(Beginning of Entries shown)
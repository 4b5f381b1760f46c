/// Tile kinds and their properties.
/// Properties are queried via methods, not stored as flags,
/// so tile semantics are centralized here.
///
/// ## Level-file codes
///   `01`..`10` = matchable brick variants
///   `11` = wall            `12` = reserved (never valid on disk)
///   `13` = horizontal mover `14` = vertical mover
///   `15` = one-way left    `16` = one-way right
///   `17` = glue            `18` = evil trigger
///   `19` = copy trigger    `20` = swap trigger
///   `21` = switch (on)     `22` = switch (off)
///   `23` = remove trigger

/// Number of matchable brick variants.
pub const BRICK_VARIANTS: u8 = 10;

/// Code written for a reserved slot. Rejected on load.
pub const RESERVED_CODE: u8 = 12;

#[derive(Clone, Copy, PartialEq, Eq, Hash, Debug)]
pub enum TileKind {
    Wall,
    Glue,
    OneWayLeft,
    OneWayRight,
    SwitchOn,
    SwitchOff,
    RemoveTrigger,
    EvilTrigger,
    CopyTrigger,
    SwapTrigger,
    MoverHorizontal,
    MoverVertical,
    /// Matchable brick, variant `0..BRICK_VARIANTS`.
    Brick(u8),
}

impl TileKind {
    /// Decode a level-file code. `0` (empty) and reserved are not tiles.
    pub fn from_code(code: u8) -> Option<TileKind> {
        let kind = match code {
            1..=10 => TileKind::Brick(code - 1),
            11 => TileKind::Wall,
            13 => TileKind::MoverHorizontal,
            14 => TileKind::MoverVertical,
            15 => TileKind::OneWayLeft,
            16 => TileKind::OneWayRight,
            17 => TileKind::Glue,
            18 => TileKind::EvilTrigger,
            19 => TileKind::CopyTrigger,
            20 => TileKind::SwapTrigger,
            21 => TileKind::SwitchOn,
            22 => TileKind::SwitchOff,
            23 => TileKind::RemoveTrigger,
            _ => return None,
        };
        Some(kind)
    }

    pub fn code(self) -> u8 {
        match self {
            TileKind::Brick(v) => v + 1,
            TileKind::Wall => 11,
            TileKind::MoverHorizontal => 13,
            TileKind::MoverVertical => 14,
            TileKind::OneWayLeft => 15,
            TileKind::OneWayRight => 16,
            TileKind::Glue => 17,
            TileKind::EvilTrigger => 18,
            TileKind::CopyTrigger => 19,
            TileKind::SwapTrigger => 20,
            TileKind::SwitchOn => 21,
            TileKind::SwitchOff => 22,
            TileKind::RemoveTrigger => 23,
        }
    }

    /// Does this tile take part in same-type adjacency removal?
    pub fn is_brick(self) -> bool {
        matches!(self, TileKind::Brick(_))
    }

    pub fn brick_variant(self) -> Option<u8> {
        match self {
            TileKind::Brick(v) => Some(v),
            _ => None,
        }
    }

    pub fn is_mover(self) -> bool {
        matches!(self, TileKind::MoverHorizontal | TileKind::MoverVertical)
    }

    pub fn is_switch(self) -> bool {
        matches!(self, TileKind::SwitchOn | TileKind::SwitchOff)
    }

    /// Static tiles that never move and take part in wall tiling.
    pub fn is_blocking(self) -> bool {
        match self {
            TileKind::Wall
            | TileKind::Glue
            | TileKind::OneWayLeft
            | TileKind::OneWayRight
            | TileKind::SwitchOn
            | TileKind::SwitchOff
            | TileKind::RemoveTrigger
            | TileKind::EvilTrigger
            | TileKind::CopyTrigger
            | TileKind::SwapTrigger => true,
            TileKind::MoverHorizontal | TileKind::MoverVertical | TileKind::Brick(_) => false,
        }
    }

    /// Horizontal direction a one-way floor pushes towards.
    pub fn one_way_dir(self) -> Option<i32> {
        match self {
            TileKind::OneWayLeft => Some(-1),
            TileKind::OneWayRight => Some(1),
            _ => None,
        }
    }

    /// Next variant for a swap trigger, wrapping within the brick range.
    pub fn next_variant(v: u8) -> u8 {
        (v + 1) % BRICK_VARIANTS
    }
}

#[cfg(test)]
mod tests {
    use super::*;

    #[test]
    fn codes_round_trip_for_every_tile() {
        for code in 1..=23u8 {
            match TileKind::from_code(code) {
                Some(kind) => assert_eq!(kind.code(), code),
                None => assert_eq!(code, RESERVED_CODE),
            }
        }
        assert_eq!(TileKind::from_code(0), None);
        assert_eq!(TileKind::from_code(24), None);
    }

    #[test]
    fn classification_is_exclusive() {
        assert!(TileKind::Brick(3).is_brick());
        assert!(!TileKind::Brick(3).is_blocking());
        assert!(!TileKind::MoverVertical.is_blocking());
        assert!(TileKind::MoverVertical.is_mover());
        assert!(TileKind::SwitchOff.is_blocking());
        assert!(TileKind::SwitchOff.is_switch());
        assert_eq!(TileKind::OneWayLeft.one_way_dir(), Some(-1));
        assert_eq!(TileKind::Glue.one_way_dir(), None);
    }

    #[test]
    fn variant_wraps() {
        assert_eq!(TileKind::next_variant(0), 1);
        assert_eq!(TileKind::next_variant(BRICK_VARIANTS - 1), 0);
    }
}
(End of Entries shown)
(Beginning of Entries shown)
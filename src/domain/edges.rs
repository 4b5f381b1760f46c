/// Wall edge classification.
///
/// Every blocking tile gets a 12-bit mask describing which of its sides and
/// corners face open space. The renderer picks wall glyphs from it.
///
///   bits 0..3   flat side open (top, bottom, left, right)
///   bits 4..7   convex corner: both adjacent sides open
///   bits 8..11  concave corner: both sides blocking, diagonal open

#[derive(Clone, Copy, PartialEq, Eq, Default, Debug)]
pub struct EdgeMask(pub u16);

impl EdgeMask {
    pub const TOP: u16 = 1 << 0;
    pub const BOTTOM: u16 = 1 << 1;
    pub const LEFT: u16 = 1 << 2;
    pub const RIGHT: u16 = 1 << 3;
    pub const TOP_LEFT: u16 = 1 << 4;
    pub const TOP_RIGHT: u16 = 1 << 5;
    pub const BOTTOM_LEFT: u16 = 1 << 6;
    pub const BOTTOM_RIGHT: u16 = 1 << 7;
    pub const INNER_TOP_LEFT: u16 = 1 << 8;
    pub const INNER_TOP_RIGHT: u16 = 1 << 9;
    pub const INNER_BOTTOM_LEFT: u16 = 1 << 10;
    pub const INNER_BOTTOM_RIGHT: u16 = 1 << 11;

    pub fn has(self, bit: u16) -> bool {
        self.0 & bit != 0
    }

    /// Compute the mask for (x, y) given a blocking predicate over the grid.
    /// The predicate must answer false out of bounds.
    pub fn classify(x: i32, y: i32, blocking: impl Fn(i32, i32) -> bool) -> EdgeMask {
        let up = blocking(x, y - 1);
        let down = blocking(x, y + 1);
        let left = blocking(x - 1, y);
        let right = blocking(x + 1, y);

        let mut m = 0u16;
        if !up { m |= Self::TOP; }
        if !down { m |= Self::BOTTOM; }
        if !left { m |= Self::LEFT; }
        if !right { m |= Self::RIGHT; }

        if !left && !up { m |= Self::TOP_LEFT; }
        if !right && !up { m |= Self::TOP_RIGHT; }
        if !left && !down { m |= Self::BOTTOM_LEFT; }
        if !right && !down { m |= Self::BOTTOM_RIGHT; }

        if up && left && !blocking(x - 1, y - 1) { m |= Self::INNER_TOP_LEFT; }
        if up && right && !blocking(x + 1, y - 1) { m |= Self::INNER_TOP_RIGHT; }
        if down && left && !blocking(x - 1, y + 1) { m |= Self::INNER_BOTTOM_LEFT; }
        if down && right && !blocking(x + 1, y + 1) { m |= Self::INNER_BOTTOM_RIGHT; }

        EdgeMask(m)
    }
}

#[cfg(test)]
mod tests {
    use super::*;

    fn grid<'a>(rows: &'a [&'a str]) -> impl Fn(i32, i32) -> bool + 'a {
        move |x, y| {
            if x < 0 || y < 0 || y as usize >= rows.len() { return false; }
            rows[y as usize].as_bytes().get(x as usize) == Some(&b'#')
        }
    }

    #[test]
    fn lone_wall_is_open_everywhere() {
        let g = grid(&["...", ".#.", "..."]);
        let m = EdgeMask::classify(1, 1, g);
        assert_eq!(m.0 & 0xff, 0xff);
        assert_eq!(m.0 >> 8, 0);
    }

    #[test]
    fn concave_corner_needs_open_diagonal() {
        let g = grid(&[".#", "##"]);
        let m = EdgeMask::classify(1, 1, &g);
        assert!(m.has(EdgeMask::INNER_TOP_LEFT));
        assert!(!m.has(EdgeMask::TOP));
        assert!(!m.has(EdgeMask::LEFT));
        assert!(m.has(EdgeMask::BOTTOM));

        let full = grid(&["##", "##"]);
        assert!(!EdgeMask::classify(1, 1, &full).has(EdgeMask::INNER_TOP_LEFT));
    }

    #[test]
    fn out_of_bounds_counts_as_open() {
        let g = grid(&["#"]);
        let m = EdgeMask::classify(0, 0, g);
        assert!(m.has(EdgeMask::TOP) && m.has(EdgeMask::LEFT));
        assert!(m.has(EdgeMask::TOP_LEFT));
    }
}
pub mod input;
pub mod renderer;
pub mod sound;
(End of Entries shown)
▶ [Exercise instructions] In the records above, find each line that mentions the word "grid", and copy it.

▶ [Task answer]
    /// Compute the mask for (x, y) given a blocking predicate over the grid.
    fn grid<'a>(rows: &'a [&'a str]) -> impl Fn(i32, i32) -> bool + 'a {
        let g = grid(&["...", ".#.", "..."]);
        let g = grid(&[".#", "##"]);
        let full = grid(&["##", "##"]);
        let g = grid(&["#"]);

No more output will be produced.